Dass Offreds Weg kein leichter bleibt, sahen die US-Abonnenten der Streamingplattform Hulu am Mittwoch. Die erste Staffel – hierzulande auf Amazon abrufbar, einen Starttermin für die Fortsetzung gibt es da noch nicht – endete, wo in Atwoods Roman Schluss war. 13 neue Folgen schrieb der Drehbuchautor Bruce Miller danach in Abstimmung mit der Schriftstellerin. Zwischenstand nach zwei ausgestrahlten Folgen: Die Schwarmmehrheit ist zufrieden. "The Handmaid's Tale" kommt zur richtigen Zeit.

Der Reiz von Dystopie in Serien reißt nicht ab: Katastrophen, Kriege, totalitäre Regime bilden die Kulisse für Guerillaeinheiten, die gegen die Ungerechtigkeit in der Welt aufstehen. Serien wie "The 100", "SS-GB", "The Man in the High Castle" und natürlich "The Walking Dead" locken mit pessimistischen Szenarien und tapferen Helden, die umzingelt von Feinden ums Überleben kämpfen.

Die Geschichte geht ans Eingemachte

"The Handmaid's Tale" sticht insofern hervor, als sich der Horror dieser pervertierten Gesellschaft durch eine extrem detailreiche (Film-)Sprache ausbreitet – und deshalb erschreckend realistisch bleibt: "Gesegnet sei die Frucht", grüßt die Magd in rotem Kleid und weißer Flügelhaube, und die andere antwortet: "Möge der Herr mich öffnen." Es könnte passieren, weil radikalisierte Menschen zu allem fähig sind. Stellvertretend für diese Spezies der Entmenschlichten steht die grausame Ausbildnerin Tante Lydia (Ann Dowd), ein Nazi, der per Stromschlag in die Knie zwingt.
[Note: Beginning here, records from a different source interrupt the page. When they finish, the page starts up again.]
//! Keyword-based row role classification.
//!
//! Subtotal, total and balance lines are recognised by substring match on the
//! lower-cased first cell. The match is a heuristic tuned per document family
//! through the keyword set; it never inspects the numeric cells.

use std::fmt;

use serde::{Deserialize, Serialize};

use crate::rectangularize::NormalizedTable;

pub const DEFAULT_EMPHASIS_KEYWORDS: &[&str] =
    &["balance", "comprehensive", "payment", "contribution", "sale"];

pub const STRICT_EMPHASIS_KEYWORDS: &[&str] = &["balance as at", "comprehensive income"];

#[derive(Debug, Clone, Copy, PartialEq, Eq, Hash, Serialize, Deserialize)]
#[serde(rename_all = "snake_case")]
pub enum RowRole {
    Header,
    Ordinary,
    Emphasis,
}

impl RowRole {
    pub fn as_str(&self) -> &'static str {
        match self {
            RowRole::Header => "header",
            RowRole::Ordinary => "ordinary",
            RowRole::Emphasis => "emphasis",
        }
    }
}

impl fmt::Display for RowRole {
    fn fmt(&self, f: &mut fmt::Formatter<'_>) -> fmt::Result {
        f.write_str(self.as_str())
    }
}

/// A normalized table with one role per body row.
#[derive(Debug, Clone, PartialEq, Eq)]
pub struct ClassifiedTable {
    pub table: NormalizedTable,
    pub roles: Vec<RowRole>,
}

impl ClassifiedTable {
    pub fn rows(&self) -> impl Iterator<Item = (&[String], RowRole)> {
        self.table
            .rows
            .iter()
            .map(Vec::as_slice)
            .zip(self.roles.iter().copied())
    }

    pub fn emphasis_count(&self) -> usize {
        self.roles
            .iter()
            .filter(|role| **role == RowRole::Emphasis)
            .count()
    }
}

#[derive(Debug, Clone, PartialEq, Eq)]
pub struct RowClassifier {
    keywords: Vec<String>,
}

impl Default for RowClassifier {
    fn default() -> Self {
        Self::new(DEFAULT_EMPHASIS_KEYWORDS.iter().copied())
    }
}

impl RowClassifier {
    pub fn new<I, S>(keywords: I) -> Self
    where
        I: IntoIterator<Item = S>,
        S: AsRef<str>,
    {
        let mut normalized = Vec::new();
        for keyword in keywords {
            let lowered = keyword.as_ref().trim().to_lowercase();
            if !lowered.is_empty() && !normalized.contains(&lowered) {
                normalized.push(lowered);
            }
        }
        Self {
            keywords: normalized,
        }
    }

    /// Narrow keyword set matching only opening/closing balance and
    /// comprehensive income lines.
    pub fn strict() -> Self {
        Self::new(STRICT_EMPHASIS_KEYWORDS.iter().copied())
    }

    pub fn keywords(&self) -> &[String] {
        &self.keywords
    }

    pub fn classify_label(&self, label: &str) -> RowRole {
        let lowered = label.to_lowercase();
        if self
            .keywords
            .iter()
            .any(|keyword| lowered.contains(keyword.as_str()))
        {
            RowRole::Emphasis
        } else {
            RowRole::Ordinary
        }
    }

    /// Position 0 is the table header; every other row is decided by its
    /// first cell alone.
    pub fn classify(&self, position: usize, row: &[String]) -> RowRole {
        if position == 0 {
            return RowRole::Header;
        }
        let label = row.first().map(String::as_str).unwrap_or("");
        self.classify_label(label)
    }

    /// Roles for a header followed by its body rows.
    pub fn classify_table(&self, header: &[String], body: &[Vec<String>]) -> Vec<RowRole> {
        std::iter::once(self.classify(0, header))
            .chain(
                body.iter()
                    .enumerate()
                    .map(|(idx, row)| self.classify(idx + 1, row)),
            )
            .collect()
    }

    pub fn apply(&self, table: NormalizedTable) -> ClassifiedTable {
        let roles = table
            .rows
            .iter()
            .enumerate()
            .map(|(idx, row)| self.classify(idx + 1, row))
            .collect();
        ClassifiedTable { table, roles }
    }
}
Die Geschichte geht mit dem Reproduktionsthema ans Eingemachte und wird nicht zuletzt deshalb als Allegorie der heutigen US-Politik gelesen, weil Äußerungen von Republikanern über Geburtenkontrolle und Abtreibungsverbot unter Donald Trump wieder stärker gehört würden.

Die Frage, ob "The Handmaid's Tale" auch funktioniert hätte, wäre Hillary Clinton Präsidentin geworden, Feminismus also ein Feindbild braucht, beantwortet Atwood vage: "Es hätte als Show funktioniert", gibt sie sich in "Variety" überzeugt, "aber nicht auf dieselbe Weise." (Doris Priesching, 26.4.2018)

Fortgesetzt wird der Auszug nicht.